V1 Sports Blog

Ways to Win: Consistency – Dustin Johnson Claims the FedEx Cup

Ways to Win: Consistency – Dustin Johnson Claims the FedEx Cup

By V1 Game engineer Dallas Webster

How to Close Out a Season

This week is an interesting one for Ways to Win, as Dustin Johnson closes out the 2020 season as FedEx Cup Champion. A deserving champion, Johnson has won two of his last four events and finished runner up in the other two. If it weren’t for a 60-plus foot putt from Jon Rahm last week, Johnson would have closed the season having won all three playoff events—with a narrow miss at the only major of the season The PGA Championship, won by Collin Morikawa.

Technically, Johnson did have the most strokes gained this week. The final event of the FedEx Cup is staged so that players start the tournament with a score reflective of their performance up until that point. That meant Dustin Johnson started at 10 under, while Xander Schauffele started the tournament seven strokes back and Scottie Scheffler started eight strokes back. Had the final event started on even footing, Dustin Johnson would have actually finished in a tie for third with Justin Thomas and behind the aforementioned Schauffele and Scheffler.

We’ll forgive the new format for cluttering our advanced statistics and still focus on the consistency of Johnson’s play.

Looking at the Strokes Gained Stacked plot from V1 Game, a few things jump out from Johnson’s play this week. First, he gained strokes with short game all four days. Not enough is said about Dustin Johnson’s touch. He is fantastic around the greens and consistently got himself out of trouble to make a score and keep momentum in his rounds going in addition to converting birdies around the greens on par 5s. Secondly, where his iron game is typically strong and helps him separate from the field, he did not lean on it as heavily this week. His approach game was just slightly above average for the four days placing him at 11th in a 30-man field.

Driving for Strokes Gained

Next, he did gain strokes driving three of the four rounds. Interestingly, in the second round, Johnson lost 0.6 strokes to the field with his driver. It is rare for Dustin Johnson to lose strokes to the field with the driver, however this could be considered a good result when you realize that he hit only two fairways on the day! Reviewing his round summary from V1 Game for the second round gives a deep dive into his strokes gained performance for driving. Dustin missed to the left 50 percent of the time and to the right 36 percent of the time to hit just a pair of fairways. Still, his misses were not overly penal as he had only 0.5 driving errors. This is from hitting a tee shot into a recovery situation where he had to pitch out. This type of mistake is less damaging than a penalty, thus the 0.5 stroke impact.

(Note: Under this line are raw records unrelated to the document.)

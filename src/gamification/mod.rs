//! Gamification — experience points, levels, and one-time achievements.

pub mod catalog;
pub mod ledger;

pub use catalog::{Achievement, AchievementCatalog};
pub use ledger::{GamificationLedger, GamificationState, Unlocked, XpAward, level_for};
//! Transition effects and their handler table.

use std::str::FromStr;
use std::time::Duration;

use rand::Rng;
use serde::{Deserialize, Serialize};

use crate::error::ConfigError;
use crate::locator::geometry::Rect;

/// Named visual hand-off between two steps.
#[derive(Debug, Clone, Copy, PartialEq, Eq, Hash, Default, Serialize, Deserialize)]
pub enum TransitionEffect {
    #[default]
    #[serde(rename = "slide")]
    Slide,
    #[serde(rename = "fly-with-element")]
    FlyWithElement,
    #[serde(rename = "flip-3d")]
    Flip3d,
    #[serde(rename = "explode")]
    Explode,
}

impl TransitionEffect {
    pub const ALL: [TransitionEffect; 4] = [
        TransitionEffect::Slide,
        TransitionEffect::FlyWithElement,
        TransitionEffect::Flip3d,
        TransitionEffect::Explode,
    ];

    pub fn as_str(&self) -> &'static str {
        match self {
            Self::Slide => "slide",
            Self::FlyWithElement => "fly-with-element",
            Self::Flip3d => "flip-3d",
            Self::Explode => "explode",
        }
    }

    /// How long the sequencer waits before the transition counts as done.
    pub fn duration(&self) -> Duration {
        match self {
            Self::Slide => Duration::from_millis(500),
            Self::FlyWithElement => Duration::from_millis(700),
            Self::Flip3d => Duration::from_millis(600),
            Self::Explode => Duration::from_millis(650),
        }
    }

    /// Handler that builds this effect's plan.
    pub fn handler(&self) -> EffectHandler {
        match self {
            Self::Slide => slide,
            Self::FlyWithElement => fly_with_element,
            Self::Flip3d => flip_3d,
            Self::Explode => explode,
        }
    }

    pub fn plan(&self, outgoing: Rect, incoming: Rect) -> EffectPlan {
        (self.handler())(*self, outgoing, incoming)
    }
}

impl std::fmt::Display for TransitionEffect {
    fn fmt(&self, f: &mut std::fmt::Formatter<'_>) -> std::fmt::Result {
        f.write_str(self.as_str())
    }
}

impl FromStr for TransitionEffect {
    type Err = ConfigError;

    fn from_str(s: &str) -> Result<Self, Self::Err> {
        Self::ALL
            .into_iter()
            .find(|e| e.as_str() == s.trim())
            .ok_or_else(|| ConfigError::UnknownEffect(s.to_string()))
    }
}

/// Visual state applied to one step region.
#[derive(Debug, Clone, Copy, PartialEq, Serialize)]
pub struct RegionStyle {
    pub visible: bool,
    pub opacity: f64,
    pub translate_x: f64,
    pub translate_y: f64,
    pub scale: f64,
    pub rotate_y_deg: f64,
    /// Animation length for reaching this style; zero snaps.
    pub transition_ms: u64,
}

impl RegionStyle {
    /// Fully shown, untransformed.
    pub fn resting() -> Self {
        Self {
            visible: true,
            opacity: 1.0,
            translate_x: 0.0,
            translate_y: 0.0,
            scale: 1.0,
            rotate_y_deg: 0.0,
            transition_ms: 0,
        }
    }

    pub fn hidden() -> Self {
        Self {
            visible: false,
            opacity: 0.0,
            ..Self::resting()
        }
    }

    fn animated(mut self, duration: Duration) -> Self {
        self.transition_ms = duration.as_millis() as u64;
        self
    }
}

/// Particle style requested from the effects capability.
#[derive(Debug, Clone, Copy, PartialEq, Eq, Serialize)]
#[serde(rename_all = "snake_case")]
pub enum ParticleKind {
    Spark,
    Confetti,
}

/// One fire-and-forget particle burst.
#[derive(Debug, Clone, Copy, PartialEq, Serialize)]
pub struct Burst {
    pub x: f64,
    pub y: f64,
    pub count: u32,
    pub kind: ParticleKind,
}

/// Everything the coordinator needs to play one effect.
#[derive(Debug, Clone, PartialEq)]
pub struct EffectPlan {
    pub effect: TransitionEffect,
    pub duration: Duration,
    pub outgoing: RegionStyle,
    pub incoming_from: RegionStyle,
    pub incoming_to: RegionStyle,
    pub bursts: Vec<Burst>,
}

pub type EffectHandler = fn(TransitionEffect, Rect, Rect) -> EffectPlan;

fn slide(effect: TransitionEffect, outgoing: Rect, incoming: Rect) -> EffectPlan {
    let d = effect.duration();
    EffectPlan {
        effect,
        duration: d,
        outgoing: RegionStyle {
            opacity: 0.0,
            translate_x: -outgoing.width,
            ..RegionStyle::resting()
        }
        .animated(d),
        incoming_from: RegionStyle {
            opacity: 0.0,
            translate_x: incoming.width,
            ..RegionStyle::resting()
        },
        incoming_to: RegionStyle::resting().animated(d),
        bursts: Vec::new(),
    }
}

fn fly_with_element(effect: TransitionEffect, outgoing: Rect, incoming: Rect) -> EffectPlan {
    let d = effect.duration();
    EffectPlan {
        effect,
        duration: d,
        // The old card shrinks toward where the new one lands.
        outgoing: RegionStyle {
            opacity: 0.0,
            translate_x: incoming.left - outgoing.left,
            translate_y: incoming.top - outgoing.top,
            scale: 0.3,
            ..RegionStyle::resting()
        }
        .animated(d),
        incoming_from: RegionStyle {
            opacity: 0.0,
            scale: 0.8,
            ..RegionStyle::resting()
        },
        incoming_to: RegionStyle::resting().animated(d),
        bursts: Vec::new(),
    }
}

fn flip_3d(effect: TransitionEffect, _outgoing: Rect, _incoming: Rect) -> EffectPlan {
    let d = effect.duration();
    EffectPlan {
        effect,
        duration: d,
        outgoing: RegionStyle {
            opacity: 0.0,
            rotate_y_deg: 90.0,
            ..RegionStyle::resting()
        }
        .animated(d / 2),
        incoming_from: RegionStyle {
            opacity: 0.0,
            rotate_y_deg: -90.0,
            ..RegionStyle::resting()
        },
        incoming_to: RegionStyle::resting().animated(d),
        bursts: Vec::new(),
    }
}

fn explode(effect: TransitionEffect, outgoing: Rect, _incoming: Rect) -> EffectPlan {
    let d = effect.duration();
    let (cx, cy) = outgoing.center();
    let mut rng = rand::thread_rng();
    let jitter_x = (outgoing.width / 4.0).max(1.0);
    let jitter_y = (outgoing.height / 4.0).max(1.0);

    let mut bursts = vec![Burst {
        x: cx,
        y: cy,
        count: 40,
        kind: ParticleKind::Spark,
    }];
    for _ in 0..2 {
        bursts.push(Burst {
            x: cx + rng.gen_range(-jitter_x..jitter_x),
            y: cy + rng.gen_range(-jitter_y..jitter_y),
            count: 15,
            kind: ParticleKind::Spark,
        });
    }

    EffectPlan {
        effect,
        duration: d,
        outgoing: RegionStyle {
            opacity: 0.0,
            scale: 1.4,
            ..RegionStyle::resting()
        }
        .animated(d / 2),
        incoming_from: RegionStyle {
            opacity: 0.0,
            ..RegionStyle::resting()
        },
        incoming_to: RegionStyle::resting().animated(d),
        bursts,
    }
}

So how did Johnson have such a poor driving day and still manage to only lose 0.6 strokes to the field? This is where advanced analytics like Strokes Gained have a benefit over traditional statistics such as fairways. Despite missing fairways, Johnson was still almost always able to advance the ball to the green and was also still very long by PGA Tour standards, averaging 309 yards for all tee shots on par 4s and par 5s. Hitting it longer makes fairways less important, assuming you can avoid penalty and recovery situations. V1 Game’s driving analysis shows just how consistent DJ is at pounding the ball. Each day he averaged over 310 yards off the tee box. This includes several holes where he hit less than driver. Hitting it far gains strokes!

Lastly, from this week’s performance, he gained strokes putting three out of four days. An area that had been a weaker portion of his game has certainly turned into a strength. He has been meticulous about aligning his shoulders in recent weeks and it seems to be paying off with the flatstick. Johnson is gaining, or flat, with Strokes Gained for seven out of nine distance buckets using V1 Game’s putting breakdown. He is limiting three-putts and converting a high number of putts inside of 10 feet. He still has some room to improve but looks much more comfortable. When Johnson combines solid putting with the rest of his consistent golf as he has in recent weeks, he is truly the best player in the world.